Fin de droits, fin du Droit… Un couple décide d’héberger un SDF. Le dispositif est encadré par l’état, moins dans la perspective d’un retour à l’emploi dudit SDF, que celle de la construction de la justification morale de son exclusion définitive. Un hébergement sous conditions donc, qui peu à peu révèle son vrai visage : une machine à broyer les bons sentiments, les vies, les engagements, une machine à produire du consentement à la domination qui nous accable tous. Donnant / donnant grimacent les officines qui harcèlent notre homme : centres sociaux et pôle emploi. Donnant / donnant, finit par s’indigner le couple hôte. On est pourtant loin de toute logique de réciprocité avec cet homme dont la mort sociale est savamment orchestrée. Loin de toute générosité dans ces liens qui se tissent pour l’enfermer dans l’absence de toute réponse adéquate. C’est qu’il ne s’agit pas de relier, mais de lier. Un lien qui très intelligemment livre cet homme littéralement dé-œuvré, par l’effet du parti pris d’écriture, à la concurrence de la femme de la maison, elle-même attachée au cœur de ce foyer dont elle a fait le lieu de son identité. Même impasse entre les deux positions, quand les enjeux ne se situent plus dans l’économie réelle mais la dimension symbolique. Même impasse où dénoncer l’idéologie de l’assistance caritative que l’on voudrait substituer aux logiques assurantielles et dont l’effet immédiat est d’abolir toute vision politique du social, comme du domestique. Accessoirement, d’élargir les frontières de l’assistanat jusqu’à les rendre incertaines : peu à peu, les services sociaux en charge de notre homme ne savent plus ni quelle attente formuler, ni quelles obligations imposer, tout comme pôle emploi qui s’ingénie à culpabiliser notre chômeur quand l’officine n’a rien à proposer, ou tout comme la famille hôte, qui ne voit aucun mal à exiger de son occupant de menus services en échange de son hospitalité… La réprobation est là, générale, qui affleure sitôt le spectacle commencé. Elle est là d’emblée, parce que notre société gravite désormais autour de son exigence d’une pauvreté acceptable à la condition de demeurer modeste et reconnaissante, d’accepter la fin de ses Droits, politiques, juridiques et sociaux. Fin des Droits de l’homme et du citoyen : ce monde qui s’avance gouverné par le don révèle son enfer, le pauvre croulant sous des «obligations» aussi tyranniques qu’indéfinies.
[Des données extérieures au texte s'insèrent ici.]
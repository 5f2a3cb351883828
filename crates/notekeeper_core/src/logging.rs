//! Process-wide logging bootstrap.
//!
//! # Responsibility
//! - Start rolling file logs at most once per process.
//! - Capture panics (including writer-thread panics) into the same log.
//!
//! # Invariants
//! - Re-initialization with the same level and directory is a no-op.
//! - Re-initialization with a different level or directory is rejected.
//! - Note titles/descriptions never reach the log; events carry ids,
//!   counts, durations and error codes only.

use crate::config::LogConfig;
use flexi_logger::{Cleanup, Criterion, FileSpec, Logger, LoggerHandle, Naming, WriteMode};
use log::{error, info};
use once_cell::sync::OnceCell;
use std::error::Error;
use std::fmt::{Display, Formatter};
use std::path::{Path, PathBuf};

const LOG_FILE_BASENAME: &str = "notekeeper";
const MAX_LOG_FILE_SIZE_BYTES: u64 = 5 * 1024 * 1024;
const MAX_LOG_FILES: usize = 3;
const MAX_PANIC_PAYLOAD_CHARS: usize = 160;

static LOGGER: OnceCell<ActiveLogger> = OnceCell::new();
static PANIC_HOOK: OnceCell<()> = OnceCell::new();

struct ActiveLogger {
    level: &'static str,
    log_dir: PathBuf,
    _handle: LoggerHandle,
}

/// Logging bootstrap failures.
#[derive(Debug)]
pub enum LoggingError {
    UnsupportedLevel(String),
    InvalidDirectory(String),
    CreateDirectory { dir: PathBuf, source: std::io::Error },
    Backend(flexi_logger::FlexiLoggerError),
    AlreadyInitialized { active: String, requested: String },
}

impl Display for LoggingError {
    fn fmt(&self, f: &mut Formatter<'_>) -> std::fmt::Result {
        match self {
            Self::UnsupportedLevel(level) => write!(
                f,
                "unsupported log level `{level}`; expected trace|debug|info|warn|error"
            ),
            Self::InvalidDirectory(reason) => write!(f, "invalid log directory: {reason}"),
            Self::CreateDirectory { dir, source } => write!(
                f,
                "failed to create log directory `{}`: {source}",
                dir.display()
            ),
            Self::Backend(err) => write!(f, "failed to start logger: {err}"),
            Self::AlreadyInitialized { active, requested } => write!(
                f,
                "logging already initialized with {active}; refusing to switch to {requested}"
            ),
        }
    }
}

impl Error for LoggingError {
    fn source(&self) -> Option<&(dyn Error + 'static)> {
        match self {
            Self::CreateDirectory { source, .. } => Some(source),
            Self::Backend(err) => Some(err),
            _ => None,
        }
    }
}

/// Initializes file logging for this process.
///
/// # Errors
/// - `UnsupportedLevel` / `InvalidDirectory` for bad input.
/// - `AlreadyInitialized` when a different level or directory is active.
/// - `CreateDirectory` / `Backend` when the backend cannot start.
pub fn init_logging(config: &LogConfig) -> Result<(), LoggingError> {
    let level = normalize_level(&config.level)?;
    let log_dir = normalize_log_dir(&config.log_dir)?;

    let active = LOGGER.get_or_try_init(|| start_logger(level, &log_dir))?;
    ensure_matches(active, level, &log_dir)
}

/// Returns `(level, log_dir)` of the active logger, if any.
pub fn logging_status() -> Option<(&'static str, PathBuf)> {
    LOGGER
        .get()
        .map(|active| (active.level, active.log_dir.clone()))
}

/// `debug` for debug builds, `info` for release builds.
pub fn default_log_level() -> &'static str {
    if cfg!(debug_assertions) {
        "debug"
    } else {
        "info"
    }
}

fn start_logger(level: &'static str, log_dir: &Path) -> Result<ActiveLogger, LoggingError> {
    std::fs::create_dir_all(log_dir).map_err(|source| LoggingError::CreateDirectory {
        dir: log_dir.to_path_buf(),
        source,
    })?;

    let handle = Logger::try_with_str(level)
        .map_err(LoggingError::Backend)?
        .log_to_file(
            FileSpec::default()
                .directory(log_dir)
                .basename(LOG_FILE_BASENAME),
        )
        .rotate(
            Criterion::Size(MAX_LOG_FILE_SIZE_BYTES),
            Naming::Numbers,
            Cleanup::KeepLogFiles(MAX_LOG_FILES),
        )
        .write_mode(WriteMode::BufferAndFlush)
        .append()
        .format_for_files(flexi_logger::detailed_format)
        .start()
        .map_err(LoggingError::Backend)?;

    install_panic_hook();
    info!(
        "event=logging_init module=core status=ok level={} platform={} version={}",
        level,
        std::env::consts::OS,
        env!("CARGO_PKG_VERSION")
    );

    Ok(ActiveLogger {
        level,
        log_dir: log_dir.to_path_buf(),
        _handle: handle,
    })
}

fn ensure_matches(
    active: &ActiveLogger,
    level: &'static str,
    log_dir: &Path,
) -> Result<(), LoggingError> {
    if active.level == level && active.log_dir == log_dir {
        return Ok(());
    }
    Err(LoggingError::AlreadyInitialized {
        active: format!("level `{}` at `{}`", active.level, active.log_dir.display()),
        requested: format!("level `{}` at `{}`", level, log_dir.display()),
    })
}

fn normalize_level(level: &str) -> Result<&'static str, LoggingError> {
    match level.trim().to_ascii_lowercase().as_str() {
        "trace" => Ok("trace"),
        "debug" => Ok("debug"),
        "info" => Ok("info"),
        "warn" | "warning" => Ok("warn"),
        "error" => Ok("error"),
        other => Err(LoggingError::UnsupportedLevel(other.to_string())),
    }
}

fn normalize_log_dir(log_dir: &Path) -> Result<PathBuf, LoggingError> {
    if log_dir.as_os_str().is_empty() {
        return Err(LoggingError::InvalidDirectory(
            "log_dir cannot be empty".to_string(),
        ));
    }
    if !log_dir.is_absolute() {
        return Err(LoggingError::InvalidDirectory(format!(
            "log_dir must be absolute, got `{}`",
            log_dir.display()
        )));
    }
    Ok(log_dir.to_path_buf())
}

fn install_panic_hook() {
    if PANIC_HOOK.set(()).is_err() {
        return;
    }

    let previous_hook = std::panic::take_hook();
    std::panic::set_hook(Box::new(move |panic_info| {
        let location = panic_info
            .location()
            .map(|loc| format!("{}:{}", loc.file(), loc.line()))
            .unwrap_or_else(|| "unknown".to_string());
        let thread = std::thread::current()
            .name()
            .unwrap_or("unnamed")
            .to_string();
        error!(
            "event=panic_captured module=core status=error thread={} location={} payload={}",
            thread,
            location,
            panic_payload_summary(panic_info)
        );
        previous_hook(panic_info);
    }));
}

fn panic_payload_summary(info: &std::panic::PanicHookInfo<'_>) -> String {
    let payload = if let Some(message) = info.payload().downcast_ref::<&str>() {
        (*message).to_string()
    } else if let Some(message) = info.payload().downcast_ref::<String>() {
        message.clone()
    } else {
        "non-string panic payload".to_string()
    };

    sanitize_message(&payload, MAX_PANIC_PAYLOAD_CHARS)
}

fn sanitize_message(value: &str, max_chars: usize) -> String {
    let normalized = value.replace(['\n', '\r'], " ");
    let mut truncated = normalized.chars().take(max_chars).collect::<String>();
    if normalized.chars().count() > max_chars {
        truncated.push_str("...");
    }
    truncated
}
C’est donc la face obscure du don qui sur scène s’exhibe. L’état a donné pour invisibiliser notre homme, le mari pour tenir son rang. Mais l’un et l’autre don n’a d’autre finalité que d’humilier celui qui le reçoit, d’annihiler sa nature humaine. Don ô combien haïssable en fait ! Don agonistique qui révèle toute l’indignité de cet univers mental dans lequel on voudrait nous faire vivre. Et face à cette indignité, le personnage du SDF recouvre quelque grandeur à demeurer innocent, puis n’être pas dupe et nous donner à penser que seule sa bienveillance est fondatrice, que seule la  fraternité dont notre République a oublié le sens est à même de relier les citoyens entre eux.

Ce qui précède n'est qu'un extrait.